**What the task requires:** Among the lines below, a stretch begins at the one with "PrimitiveDateTime::MAX.assume_utc()" and ends at the one with "the provided instant.". Repeat that stretch exactly, ends included.

**Exercise data:**
.....

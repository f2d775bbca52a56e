//! Cached bearer credential with skew-adjusted expiry.

// crates.io
use time::PrimitiveDateTime;
// self
use crate::{_prelude::*, auth::BearerToken};

/// A bearer credential as stored by the cache.
///
/// `expires_at` is already skew-adjusted: it sits [`Credential::EXPIRY_SKEW`] before
/// the server-declared lifetime runs out, so in-flight requests never carry a token
/// that expires mid-call.
#[derive(Clone, Serialize, Deserialize)]
pub struct Credential {
	/// The bearer token itself.
	pub token: BearerToken,
	/// Instant the credential was fetched.
	pub issued_at: OffsetDateTime,
	/// Skew-adjusted expiry instant.
	pub expires_at: OffsetDateTime,
}
impl Credential {
	/// Safety margin subtracted from the server-declared lifetime.
	pub const EXPIRY_SKEW: Duration = Duration::seconds(300);

	/// Builds a credential from a token-endpoint response observed at `now`.
	///
	/// The effective expiry is `now + expires_in − 300 s`; a lifetime of 300 s or
	/// less therefore yields a credential that is already expired, and every caller
	/// will fetch again. That matches the declared contract exactly, with no
	/// clamping. A lifetime the calendar cannot represent saturates to the far end
	/// in the lifetime's direction instead of overflowing.
	pub fn from_response(
		token: impl Into<String>,
		expires_in_secs: i64,
		now: OffsetDateTime,
	) -> Self {
		let expires_at = now
			.checked_add(Duration::seconds(expires_in_secs))
			.and_then(|instant| instant.checked_sub(Self::EXPIRY_SKEW))
			.unwrap_or(if expires_in_secs >= 0 {
				PrimitiveDateTime::MAX.assume_utc()
			} else {
				PrimitiveDateTime::MIN.assume_utc()
			});

		Self { token: BearerToken::new(token), issued_at: now, expires_at }
	}

	/// Returns `true` when the credential is still usable at the provided instant.
	pub fn is_valid_at(&self, instant: OffsetDateTime) -> bool {
		instant < self.expires_at
	}

	/// Convenience helper that checks validity against the current UTC instant.
	pub fn is_valid(&self) -> bool {
		self.is_valid_at(OffsetDateTime::now_utc())
	}
}
impl Debug for Credential {
	fn fmt(&self, f: &mut Formatter) -> FmtResult {
		f.debug_struct("Credential")
			.field("token", &"<redacted>")
			.field("issued_at", &self.issued_at)
			.field("expires_at", &self.expires_at)
			.finish()
	}
}

#[cfg(test)]
mod tests {
	// crates.io
	use time::macros;
	// self
	use super::*;

	#[test]
	fn expiry_is_five_minutes_early() {
		let issued = macros::datetime!(2025-01-01 00:00 UTC);
		let credential = Credential::from_response("abc", 3600, issued);

		assert_eq!(credential.expires_at, issued + Duration::seconds(3300));
		assert!(credential.is_valid_at(issued + Duration::seconds(3299)));
		assert!(!credential.is_valid_at(issued + Duration::seconds(3300)));
		assert!(!credential.is_valid_at(issued + Duration::seconds(3590)));
	}

	#[test]
	fn extreme_lifetimes_saturate_instead_of_overflowing() {
		let issued = macros::datetime!(2025-01-01 00:00 UTC);
		let endless = Credential::from_response("abc", i64::MAX, issued);
		let ancient = Credential::from_response("abc", i64::MIN, issued);

		assert!(endless.is_valid_at(issued + Duration::days(365_000)));
		assert!(!ancient.is_valid_at(issued));
	}

	#[test]
	fn short_lifetimes_expire_immediately() {
		let issued = macros::datetime!(2025-01-01 00:00 UTC);
		let credential = Credential::from_response("abc", 300, issued);

		assert!(!credential.is_valid_at(issued));
	}

	#[test]
	fn debug_redacts_the_token() {
		let credential = Credential::from_response("abc", 3600, OffsetDateTime::now_utc());
		let rendered = format!("{credential:?}");

		assert!(rendered.contains("<redacted>"));
		assert!(!rendered.contains("abc"));
	}
}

.....

**Completed task:**
				PrimitiveDateTime::MAX.assume_utc()
			} else {
				PrimitiveDateTime::MIN.assume_utc()
			});

		Self { token: BearerToken::new(token), issued_at: now, expires_at }
	}

	/// Returns `true` when the credential is still usable at the provided instant.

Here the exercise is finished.